Bermuda, the islands off southern Florida, the Bahamas, the Antilles, Mexican Caribbean, Belize, Guatemala, Honduras, Panama, islands off Caribbean Colombia, Venezuela, and Brazil ( Devaney 1974, Hendler et al. 1995, Chavarro et al. 2004, Durán-Gonzáles et al. 2005, Trujillo-Luna and González-Vallejo 2006, Alvarado et al. 2008, Hernandéz-Herrejón et al. 2008). In Brazil it has been recorded from the States of Amapá, Pará, Maranhão, Ceará, Rio Grande do Norte, Paraíba, Pernambuco, Alagoas ( Gondim et al. in press), Abrolhos islands off southern Bahia ( Rathbun 1879), Bahia ( Alves and Cerqueira 2000), and Rio de Janeiro ( Manso 1993). Intertidal to 367.5 m. In this study it occurred between 11 and 33m.

Remarks.

According to Hendler et al. (1995), young individuals live associated with the phytal community, while adults are more commonly found on gravel bottoms from seagrass beds. This species feeds ingesting large portions of algae and sponges, detritus being collected by lateral movements of the arms. We observed specimens with stomachs filled with sponge spicules. Although Ophiomyxidae is a taxonomically problematic family ( Franklin and O’Hara 2008), with the placement of several genera being uncertain ( Martynov 2010).
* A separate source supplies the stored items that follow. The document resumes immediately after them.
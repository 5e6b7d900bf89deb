//! GameView: maps a `core::GameSnapshot` into a terminal framebuffer.
//!
//! This module is pure (no I/O). It can be unit-tested.
//!
//! Layout, top to bottom: a status line, the bordered play field whose last
//! inner row is the danger line, and the input prompt.

use crate::core::GameSnapshot;
use crate::fb::{CellStyle, FrameBuffer, Rgb};
use crate::types::GameStatus;

/// Terminal viewport dimensions.
#[derive(Debug, Clone, Copy, PartialEq, Eq)]
pub struct Viewport {
    pub width: u16,
    pub height: u16,
}

impl Viewport {
    pub fn new(width: u16, height: u16) -> Self {
        Self { width, height }
    }
}

const CALM: Rgb = Rgb::new(120, 220, 140);
const WARN: Rgb = Rgb::new(240, 200, 80);
const DANGER: Rgb = Rgb::new(240, 80, 80);
const FIELD_BG: Rgb = Rgb::new(20, 20, 30);

const LABEL: CellStyle = CellStyle::plain(Rgb::new(220, 220, 220)).bold();
const VALUE: CellStyle = CellStyle::plain(Rgb::new(200, 200, 200));
const BORDER: CellStyle = CellStyle::plain(Rgb::new(150, 150, 160));

/// Terminal renderer for the word field.
pub struct GameView {
    /// Widest play field, in columns, including the border.
    max_field_w: u16,
    hp_bar_w: u16,
}

impl Default for GameView {
    fn default() -> Self {
        Self {
            max_field_w: 72,
            hp_bar_w: 20,
        }
    }
}

impl GameView {
    pub fn new(max_field_w: u16, hp_bar_w: u16) -> Self {
        Self {
            max_field_w,
            hp_bar_w,
        }
    }

    pub fn render(&self, snap: &GameSnapshot, typed: &str, viewport: Viewport) -> FrameBuffer {
        let mut fb = FrameBuffer::new(viewport.width, viewport.height);
        self.render_into(snap, typed, viewport, &mut fb);
        fb
    }

    /// Render into an existing framebuffer, resizing it to the viewport.
    pub fn render_into(
        &self,
        snap: &GameSnapshot,
        typed: &str,
        viewport: Viewport,
        fb: &mut FrameBuffer,
    ) {
        if fb.width() != viewport.width || fb.height() != viewport.height {
            fb.resize(viewport.width, viewport.height);
        }
        fb.clear(CellStyle::default().cell(' '));

        if viewport.width < 20 || viewport.height < 8 {
            fb.put_str(0, 0, "terminal too small", LABEL);
            return;
        }

        let field_w = viewport.width.min(self.max_field_w);
        let field_x = (viewport.width - field_w) / 2;
        let field_y = 1;
        // Status line above, prompt below.
        let field_h = viewport.height - 2;

        self.draw_status(fb, snap, field_x, field_w);

        let inner_x = field_x + 1;
        let inner_y = field_y + 1;
        let inner_w = field_w - 2;
        let inner_h = field_h - 2;
        fb.fill_rect(inner_x, inner_y, inner_w, inner_h, ' ', CellStyle::default().on(FIELD_BG));
        draw_border(fb, field_x, field_y, field_w, field_h);

        let danger_y = inner_y + inner_h - 1;
        fb.hline(inner_x, danger_y, inner_w, '─', CellStyle::plain(DANGER).on(FIELD_BG).dim());

        if snap.playable() || snap.status.is_terminal() {
            self.draw_words(fb, snap, typed, inner_x, inner_y, inner_w, inner_h);
        }

        match snap.status {
            GameStatus::Idle => self.draw_overlay(
                fb,
                field_x,
                field_y,
                field_w,
                field_h,
                "TYPEFALL",
                "type the falling words - Enter to start",
            ),
            GameStatus::Victory => {
                let line = format!(
                    "cleared in {} - Enter to play again",
                    format_elapsed(snap.completion_ms.unwrap_or(snap.elapsed_ms))
                );
                self.draw_overlay(fb, field_x, field_y, field_w, field_h, "VICTORY", &line);
            }
            GameStatus::GameOver => {
                let line = format!(
                    "{} words typed - Enter to try again",
                    snap.words_matched
                );
                self.draw_overlay(fb, field_x, field_y, field_w, field_h, "GAME OVER", &line);
            }
            GameStatus::Running => {}
        }

        let prompt_y = field_y + field_h;
        let x = fb.put_str(field_x, prompt_y, "> ", LABEL);
        let x = fb.put_str(x, prompt_y, typed, VALUE.bold());
        if snap.playable() {
            fb.put_char(x, prompt_y, '_', VALUE.dim());
        }
    }

    fn draw_status(&self, fb: &mut FrameBuffer, snap: &GameSnapshot, x: u16, w: u16) {
        let mut cx = fb.put_str(x, 0, "HP ", LABEL);

        let filled = (snap.hp_fraction() * self.hp_bar_w as f32).round() as u16;
        let bar = CellStyle::plain(health_color(snap.hp_fraction()));
        for i in 0..self.hp_bar_w {
            let ch = if i < filled { '█' } else { '·' };
            fb.put_char(cx + i, 0, ch, if i < filled { bar } else { VALUE.dim() });
        }
        cx += self.hp_bar_w + 1;
        cx = fb.put_str(cx, 0, &format!("{:>3}/{}", snap.hp, snap.max_hp), VALUE);

        let right = format!(
            "LEVEL {}/{}  LEFT {}  {}",
            snap.level_number,
            snap.level_count,
            snap.words_remaining + snap.words.len(),
            format_elapsed(snap.elapsed_ms)
        );
        let right_len = right.chars().count() as u16;
        let right_x = (x + w).saturating_sub(right_len);
        if right_x > cx {
            fb.put_str(right_x, 0, &right, VALUE);
        }
    }

    #[allow(clippy::too_many_arguments)]
    fn draw_words(
        &self,
        fb: &mut FrameBuffer,
        snap: &GameSnapshot,
        typed: &str,
        inner_x: u16,
        inner_y: u16,
        inner_w: u16,
        inner_h: u16,
    ) {
        let typed = typed.trim().to_lowercase();
        // Rows above the danger line.
        let travel = inner_h.saturating_sub(1);

        for word in snap.words.iter() {
            let len = word.text.chars().count() as u16;
            let span = inner_w.saturating_sub(len);
            let x = inner_x + (word.x_fraction.clamp(0.0, 1.0) * span as f32).round() as u16;
            let y = inner_y + (word.progress.clamp(0.0, 1.0) * travel as f32).floor() as u16;
            let y = y.min(inner_y + travel.saturating_sub(1));

            let color = if word.progress < 0.5 {
                CALM.lerp(WARN, word.progress * 2.0)
            } else {
                WARN.lerp(DANGER, (word.progress - 0.5) * 2.0)
            };
            let base = CellStyle::plain(color).on(FIELD_BG);
            let matched = if !typed.is_empty() && word.text.starts_with(&typed) {
                typed.chars().count()
            } else {
                0
            };

            for (i, ch) in word.text.chars().enumerate() {
                let style = if i < matched {
                    CellStyle::plain(Rgb::new(255, 255, 255)).on(FIELD_BG).bold()
                } else {
                    base
                };
                fb.put_char(x + i as u16, y, ch, style);
            }
        }
    }

    #[allow(clippy::too_many_arguments)]
    fn draw_overlay(
        &self,
        fb: &mut FrameBuffer,
        x: u16,
        y: u16,
        w: u16,
        h: u16,
        title: &str,
        line: &str,
    ) {
        let mid = y + h / 2;
        let style = CellStyle::plain(Rgb::new(255, 255, 255)).on(FIELD_BG);
        fb.put_str_centered(x, w, mid.saturating_sub(1), title, style.bold());
        fb.put_str_centered(x, w, mid + 1, line, style);
    }
}

fn draw_border(fb: &mut FrameBuffer, x: u16, y: u16, w: u16, h: u16) {
    if w < 2 || h < 2 {
        return;
    }
    let right = x + w - 1;
    let bottom = y + h - 1;
    fb.hline(x + 1, y, w - 2, '─', BORDER);
    fb.hline(x + 1, bottom, w - 2, '─', BORDER);
    for yy in y + 1..bottom {
        fb.put_char(x, yy, '│', BORDER);
        fb.put_char(right, yy, '│', BORDER);
    }
    fb.put_char(x, y, '┌', BORDER);
    fb.put_char(right, y, '┐', BORDER);
    fb.put_char(x, bottom, '└', BORDER);
    fb.put_char(right, bottom, '┘', BORDER);
}

fn health_color(fraction: f32) -> Rgb {
    if fraction > 0.5 {
        WARN.lerp(CALM, (fraction - 0.5) * 2.0)
    } else {
        DANGER.lerp(WARN, fraction * 2.0)
    }
}

/// `m:ss.t` for a millisecond duration.
pub fn format_elapsed(ms: u64) -> String {
    let tenths = (ms / 100) % 10;
    let secs = (ms / 1000) % 60;
    let mins = ms / 60_000;
    format!("{mins}:{secs:02}.{tenths}")
}

#[cfg(test)]
mod tests {
    use super::*;
    use crate::core::WordSnapshot;

    fn running(words: &[(&str, f32, f32)]) -> GameSnapshot {
        let mut snap = GameSnapshot {
            status: GameStatus::Running,
            hp: 70,
            max_hp: 100,
            level_number: 2,
            level_count: 5,
            words_remaining: 12,
            elapsed_ms: 65_400,
            ..GameSnapshot::default()
        };
        for &(text, x_fraction, progress) in words {
            snap.words.push(WordSnapshot {
                text: text.into(),
                x_fraction,
                progress,
            });
        }
        snap
    }

    fn screen(fb: &FrameBuffer) -> String {
        (0..fb.height())
            .map(|y| fb.row_text(y))
            .collect::<Vec<_>>()
            .join("\n")
    }

    fn row_of(fb: &FrameBuffer, needle: &str) -> Option<u16> {
        (0..fb.height()).find(|&y| fb.row_text(y).contains(needle))
    }

    #[test]
    fn format_elapsed_minutes_seconds_tenths() {
        assert_eq!(format_elapsed(0), "0:00.0");
        assert_eq!(format_elapsed(65_400), "1:05.4");
        assert_eq!(format_elapsed(3_599_999), "59:59.9");
    }

    #[test]
    fn status_line_shows_hp_and_level() {
        let fb = GameView::default().render(&running(&[]), "", Viewport::new(80, 24));
        let status = fb.row_text(0);
        assert!(status.starts_with("HP "));
        assert!(status.contains(" 70/100"));
        assert!(status.contains("LEVEL 2/5"));
        assert!(status.contains("LEFT 12"));
        assert!(status.contains("1:05.4"));
    }

    #[test]
    fn words_fall_with_progress() {
        let snap = running(&[("cat", 0.5, 0.0), ("dog", 0.5, 0.9)]);
        let fb = GameView::default().render(&snap, "", Viewport::new(80, 24));
        let cat = row_of(&fb, "cat").unwrap();
        let dog = row_of(&fb, "dog").unwrap();
        assert_eq!(cat, 2);
        assert!(dog > cat);
    }

    #[test]
    fn words_stay_above_danger_line() {
        let snap = running(&[("edge", 0.9, 1.0)]);
        let fb = GameView::default().render(&snap, "", Viewport::new(80, 24));
        // Rows 1 and 22 are the border, row 21 the danger line.
        assert!(fb.row_text(21).contains("──────"));
        assert_eq!(row_of(&fb, "edge"), Some(20));
    }

    #[test]
    fn words_stay_inside_field_horizontally() {
        let snap = running(&[("wonderful", 1.0, 0.2), ("lighthouse", 0.0, 0.4)]);
        let fb = GameView::default().render(&snap, "", Viewport::new(40, 20));
        for y in 0..fb.height() {
            let row = fb.row_text(y);
            if let Some(pos) = row.find("wonderful") {
                let col = row[..pos].chars().count();
                assert!(col >= 1 && col + 9 < row.chars().count());
            }
        }
        assert!(row_of(&fb, "wonderful").is_some());
        assert!(row_of(&fb, "lighthouse").is_some());
    }

    #[test]
    fn prompt_shows_typed_text() {
        let fb = GameView::default().render(&running(&[]), "ca", Viewport::new(80, 24));
        assert!(fb.row_text(23).contains("> ca_"));
    }

    #[test]
    fn typed_prefix_is_highlighted() {
        let snap = running(&[("cat", 0.5, 0.0)]);
        let fb = GameView::default().render(&snap, "Ca", Viewport::new(80, 24));
        let y = row_of(&fb, "cat").unwrap();
        let x = fb.row_text(y).find("cat").unwrap();
        let x = fb.row_text(y)[..x].chars().count() as u16;
        assert!(fb.get(x, y).unwrap().style.bold);
        assert!(fb.get(x + 1, y).unwrap().style.bold);
        assert!(!fb.get(x + 2, y).unwrap().style.bold);
    }

    #[test]
    fn idle_shows_title() {
        let fb = GameView::default().render(&GameSnapshot::default(), "", Viewport::new(80, 24));
        assert!(screen(&fb).contains("TYPEFALL"));
        assert!(screen(&fb).contains("Enter to start"));
    }

    #[test]
    fn victory_shows_completion_time() {
        let snap = GameSnapshot {
            status: GameStatus::Victory,
            hp: 40,
            max_hp: 100,
            elapsed_ms: 42_000,
            completion_ms: Some(42_000),
            ..GameSnapshot::default()
        };
        let fb = GameView::default().render(&snap, "", Viewport::new(80, 24));
        let text = screen(&fb);
        assert!(text.contains("VICTORY"));
        assert!(text.contains("0:42.0"));
    }

    #[test]
    fn game_over_shows_overlay() {
        let snap = GameSnapshot {
            status: GameStatus::GameOver,
            max_hp: 100,
            words_matched: 17,
            ..GameSnapshot::default()
        };
        let fb = GameView::default().render(&snap, "", Viewport::new(80, 24));
        let text = screen(&fb);
        assert!(text.contains("GAME OVER"));
        assert!(text.contains("17 words typed"));
    }

    #[test]
    fn tiny_viewport_does_not_panic() {
        let snap = running(&[("cat", 0.5, 0.5)]);
        for (w, h) in [(0, 0), (1, 1), (19, 7), (20, 8), (21, 9)] {
            let fb = GameView::default().render(&snap, "cat", Viewport::new(w, h));
            assert_eq!(fb.width(), w);
            assert_eq!(fb.height(), h);
        }
    }

    #[test]
    fn render_into_reuses_buffer() {
        let view = GameView::default();
        let mut fb = FrameBuffer::new(10, 10);
        view.render_into(&running(&[]), "", Viewport::new(80, 24), &mut fb);
        assert_eq!((fb.width(), fb.height()), (80, 24));
        assert_eq!(fb, view.render(&running(&[]), "", Viewport::new(80, 24)));
    }
}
The identification of Ophiomyxa flaccida is easy, because the taxonomic characters are relatively constant intraspecifically, except for coloration that can vary between geographic areas (green, yellow, orange, red, reddish with a white spot on the disc or brown). Individuals analyzed in this study had a number of interradial scales smaller than observed by Tommasi (1970) for specimens from southeastern Brazil (about 12 scales). This is apparently a rare species in reef environments of Paraiba, and has been reported only in two reefs of this coast ( Gondim et al. 2008, 2011).